(What you should do): Return each entry below without any alteration.
Top of Recorded information
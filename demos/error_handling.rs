//! Error handling example.
//!
//! Shows the three failure kinds a caller has to handle and what state a
//! controller is left in after a failed send.
//!
//! # Running this example
//!
//! ```bash
//! cargo run --example error_handling
//! ```

#![allow(
    clippy::print_stdout,
    clippy::print_stderr,
    reason = "examples are allowed to use println"
)]

use std::sync::Arc;

use paypal_porter::{
    ChargeParams, GatewayApi, Phase, Porter, PorterError, SendState, config::PorterConfig,
};
use rust_decimal::Decimal;
use serde_json::{Value, json};

const CONFIG: &str = r#"
    gateway_name = "PayPal"
    environment = "sandbox"

    [offsite_urls]
    return_url = "https://shop.example.com/checkout/return"
    cancel_url = "https://shop.example.com/checkout/cancel"

    [endpoints.default]
    client_id = "demo-client-id"
    secret = "demo-client-secret"
"#;

/// Stub gateway that rejects every request.
struct DecliningGateway;

fn declined(phase: Phase) -> PorterError {
    PorterError::GatewayRequest {
        phase,
        message: "gateway returned status 422: INSTRUMENT_DECLINED".to_owned(),
    }
}

#[async_trait::async_trait]
impl GatewayApi for DecliningGateway {
    async fn authorize(&self, _params: &ChargeParams) -> paypal_porter::Result<Value> {
        Err(declined(Phase::Authorize))
    }

    async fn confirm(&self, _params: &ChargeParams) -> paypal_porter::Result<Value> {
        Err(declined(Phase::Confirm))
    }

    async fn capture(&self, _params: &ChargeParams) -> paypal_porter::Result<Value> {
        Err(declined(Phase::Capture))
    }
}

#[tokio::main]
async fn main() -> Result<(), Box<dyn std::error::Error>> {
    println!("PayPal Porter: Error Handling Example\n");

    // Configuration errors: an endpoint id with no credentials.
    println!("1. Requesting an unconfigured endpoint...");
    let porter = Porter::from_toml(CONFIG)?;
    match porter.gateway_data("backup") {
        Err(PorterError::Configuration(msg)) => println!("   ✗ Configuration error: {msg}"),
        other => println!("   unexpected outcome: {other:?}"),
    }

    // Gateway errors: the send fails and the controller stays pending.
    println!("\n2. Sending through a declining gateway...");
    let config = PorterConfig::from_toml(CONFIG)?;
    let porter = Porter::with_gateway_api(config, Arc::new(DecliningGateway))?;
    let mut authorize = porter.authorize_controller("T-1", Decimal::new(1999, 2), "USD")?;
    match authorize.send().await {
        Err(PorterError::GatewayRequest { phase, message }) => {
            println!("   ✗ {phase} failed: {message}");
        }
        other => println!("   unexpected outcome: {other:?}"),
    }
    assert_eq!(authorize.state(), SendState::Pending);
    println!("   controller is still pending; retry with a fresh controller");

    // Extraction errors: a confirm response without payer data.
    println!("\n3. Extracting a customer from an empty confirm response...");
    struct EmptyConfirmGateway;

    #[async_trait::async_trait]
    impl GatewayApi for EmptyConfirmGateway {
        async fn authorize(&self, _params: &ChargeParams) -> paypal_porter::Result<Value> {
            Ok(json!({"id": "PAY-1"}))
        }

        async fn confirm(&self, _params: &ChargeParams) -> paypal_porter::Result<Value> {
            Ok(json!({"id": "PAY-EXEC-1"}))
        }

        async fn capture(&self, _params: &ChargeParams) -> paypal_porter::Result<Value> {
            Ok(json!({}))
        }
    }

    let config = PorterConfig::from_toml(CONFIG)?;
    let porter = Porter::with_gateway_api(config, Arc::new(EmptyConfirmGateway))?;
    let mut confirm =
        porter.confirm_controller("T-1", Decimal::new(1999, 2), "USD", "PAY-1", "PAYER-9")?;
    confirm.send().await?;
    match porter.offsite_customer(confirm.response().expect("confirm completed")) {
        Err(PorterError::MissingCustomerData(msg)) => {
            println!("   ✗ Missing customer data: {msg}");
        }
        other => println!("   unexpected outcome: {other:?}"),
    }

    println!("\n✓ Example complete");
    Ok(())
}
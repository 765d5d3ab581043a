//! Lifecycle management subsystem.
//!
//! # Data Flow
//! ```text
//! Startup (main.rs):
//!     Load config → Validate → Logging → Tracer → Build app → Start listener
//!
//! Shutdown (shutdown.rs):
//!     Ctrl+C or trigger → Stop accepting → Drain in-flight requests → Exit
//! ```
//!
//! # Design Decisions
//! - Fail fast: any startup error is fatal
//! - The tracer is built before the listener accepts traffic

pub mod shutdown;

pub use shutdown::Shutdown;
Bottom of Recorded information
(Problem solution):
filename demos/error_handling.rs
//! Error handling example.
//!
//! Shows the three failure kinds a caller has to handle and what state a
//! controller is left in after a failed send.
//!
//! # Running this example
//!
//! ```bash
//! cargo run --example error_handling
//! ```

#![allow(
    clippy::print_stdout,
    clippy::print_stderr,
    reason = "examples are allowed to use println"
)]

use std::sync::Arc;

use paypal_porter::{
    ChargeParams, GatewayApi, Phase, Porter, PorterError, SendState, config::PorterConfig,
};
use rust_decimal::Decimal;
use serde_json::{Value, json};

const CONFIG: &str = r#"
    gateway_name = "PayPal"
    environment = "sandbox"

    [offsite_urls]
    return_url = "https://shop.example.com/checkout/return"
    cancel_url = "https://shop.example.com/checkout/cancel"

    [endpoints.default]
    client_id = "demo-client-id"
    secret = "demo-client-secret"
"#;

/// Stub gateway that rejects every request.
struct DecliningGateway;

fn declined(phase: Phase) -> PorterError {
    PorterError::GatewayRequest {
        phase,
        message: "gateway returned status 422: INSTRUMENT_DECLINED".to_owned(),
    }
}

#[async_trait::async_trait]
impl GatewayApi for DecliningGateway {
    async fn authorize(&self, _params: &ChargeParams) -> paypal_porter::Result<Value> {
        Err(declined(Phase::Authorize))
    }

    async fn confirm(&self, _params: &ChargeParams) -> paypal_porter::Result<Value> {
        Err(declined(Phase::Confirm))
    }

    async fn capture(&self, _params: &ChargeParams) -> paypal_porter::Result<Value> {
        Err(declined(Phase::Capture))
    }
}

#[tokio::main]
async fn main() -> Result<(), Box<dyn std::error::Error>> {
    println!("PayPal Porter: Error Handling Example\n");

    // Configuration errors: an endpoint id with no credentials.
    println!("1. Requesting an unconfigured endpoint...");
    let porter = Porter::from_toml(CONFIG)?;
    match porter.gateway_data("backup") {
        Err(PorterError::Configuration(msg)) => println!("   ✗ Configuration error: {msg}"),
        other => println!("   unexpected outcome: {other:?}"),
    }

    // Gateway errors: the send fails and the controller stays pending.
    println!("\n2. Sending through a declining gateway...");
    let config = PorterConfig::from_toml(CONFIG)?;
    let porter = Porter::with_gateway_api(config, Arc::new(DecliningGateway))?;
    let mut authorize = porter.authorize_controller("T-1", Decimal::new(1999, 2), "USD")?;
    match authorize.send().await {
        Err(PorterError::GatewayRequest { phase, message }) => {
            println!("   ✗ {phase} failed: {message}");
        }
        other => println!("   unexpected outcome: {other:?}"),
    }
    assert_eq!(authorize.state(), SendState::Pending);
    println!("   controller is still pending; retry with a fresh controller");

    // Extraction errors: a confirm response without payer data.
    println!("\n3. Extracting a customer from an empty confirm response...");
    struct EmptyConfirmGateway;

    #[async_trait::async_trait]
    impl GatewayApi for EmptyConfirmGateway {
        async fn authorize(&self, _params: &ChargeParams) -> paypal_porter::Result<Value> {
            Ok(json!({"id": "PAY-1"}))
        }

        async fn confirm(&self, _params: &ChargeParams) -> paypal_porter::Result<Value> {
            Ok(json!({"id": "PAY-EXEC-1"}))
        }

        async fn capture(&self, _params: &ChargeParams) -> paypal_porter::Result<Value> {
            Ok(json!({}))
        }
    }

    let config = PorterConfig::from_toml(CONFIG)?;
    let porter = Porter::with_gateway_api(config, Arc::new(EmptyConfirmGateway))?;
    let mut confirm =
        porter.confirm_controller("T-1", Decimal::new(1999, 2), "USD", "PAY-1", "PAYER-9")?;
    confirm.send().await?;
    match porter.offsite_customer(confirm.response().expect("confirm completed")) {
        Err(PorterError::MissingCustomerData(msg)) => {
            println!("   ✗ Missing customer data: {msg}");
        }
        other => println!("   unexpected outcome: {other:?}"),
    }

    println!("\n✓ Example complete");
    Ok(())
}
repository 765d5d3ab581043a
//! Lifecycle management subsystem.
//!
//! # Data Flow
//! ```text
//! Startup (main.rs):
//!     Load config → Validate → Logging → Tracer → Build app → Start listener
//!
//! Shutdown (shutdown.rs):
//!     Ctrl+C or trigger → Stop accepting → Drain in-flight requests → Exit
//! ```
//!
//! # Design Decisions
//! - Fail fast: any startup error is fatal
//! - The tracer is built before the listener accepts traffic

pub mod shutdown;

pub use shutdown::Shutdown;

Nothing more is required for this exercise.